§ **EXERCISE DATA**:
===

//! Real-time output to the system audio device
//!
//! A producer thread pulls interleaved stereo blocks from the engine's
//! [`Renderer`](crate::engine::Renderer) into a [`FrameRing`]; the rodio
//! source drains it on the device thread. Memory use is bounded by the ring.

pub mod audio_device;
pub mod realtime;
pub mod ring_buffer;

pub use audio_device::AudioDevice;
pub use realtime::{PlaybackStats, RenderLoop};
pub use ring_buffer::{FrameRing, RingBufferError};

/// Producer backoff when the ring is full, in microseconds
pub const BUFFER_BACKOFF_MICROS: u64 = 100;

/// Configuration for streaming playback
#[derive(Debug, Clone, Copy, PartialEq)]
pub struct StreamConfig {
    /// Ring size in frames
    pub ring_frames: usize,
    /// Sample rate in Hz
    pub sample_rate: u32,
    /// Interleaved channel count (the engine renders stereo)
    pub channels: u16,
}

impl StreamConfig {
    /// Ring = 4096 frames ≈ 93ms @ 44.1kHz
    pub fn low_latency(sample_rate: u32) -> Self {
        StreamConfig {
            ring_frames: 4096,
            sample_rate,
            channels: 2,
        }
    }

    /// Ring = 16384 frames ≈ 372ms @ 44.1kHz, for hosts prone to stalls
    pub fn stable(sample_rate: u32) -> Self {
        StreamConfig {
            ring_frames: 16384,
            ..Self::low_latency(sample_rate)
        }
    }

    /// Buffered latency in milliseconds when the ring is full
    pub fn latency_ms(&self) -> f32 {
        self.ring_frames as f32 / self.sample_rate.max(1) as f32 * 1000.0
    }
}

impl Default for StreamConfig {
    fn default() -> Self {
        Self::stable(44100)
    }
}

===

§ **WHAT THE TASK ASKS**: Output the full set of entries exactly as they were given.

§ **YOUR RESPONSE**:
//! Real-time output to the system audio device
//!
//! A producer thread pulls interleaved stereo blocks from the engine's
//! [`Renderer`](crate::engine::Renderer) into a [`FrameRing`]; the rodio
//! source drains it on the device thread. Memory use is bounded by the ring.

pub mod audio_device;
pub mod realtime;
pub mod ring_buffer;

pub use audio_device::AudioDevice;
pub use realtime::{PlaybackStats, RenderLoop};
pub use ring_buffer::{FrameRing, RingBufferError};

/// Producer backoff when the ring is full, in microseconds
pub const BUFFER_BACKOFF_MICROS: u64 = 100;

/// Configuration for streaming playback
#[derive(Debug, Clone, Copy, PartialEq)]
pub struct StreamConfig {
    /// Ring size in frames
    pub ring_frames: usize,
    /// Sample rate in Hz
    pub sample_rate: u32,
    /// Interleaved channel count (the engine renders stereo)
    pub channels: u16,
}

impl StreamConfig {
    /// Ring = 4096 frames ≈ 93ms @ 44.1kHz
    pub fn low_latency(sample_rate: u32) -> Self {
        StreamConfig {
            ring_frames: 4096,
            sample_rate,
            channels: 2,
        }
    }

    /// Ring = 16384 frames ≈ 372ms @ 44.1kHz, for hosts prone to stalls
    pub fn stable(sample_rate: u32) -> Self {
        StreamConfig {
            ring_frames: 16384,
            ..Self::low_latency(sample_rate)
        }
    }

    /// Buffered latency in milliseconds when the ring is full
    pub fn latency_ms(&self) -> f32 {
        self.ring_frames as f32 / self.sample_rate.max(1) as f32 * 1000.0
    }
}

impl Default for StreamConfig {
    fn default() -> Self {
        Self::stable(44100)
    }
}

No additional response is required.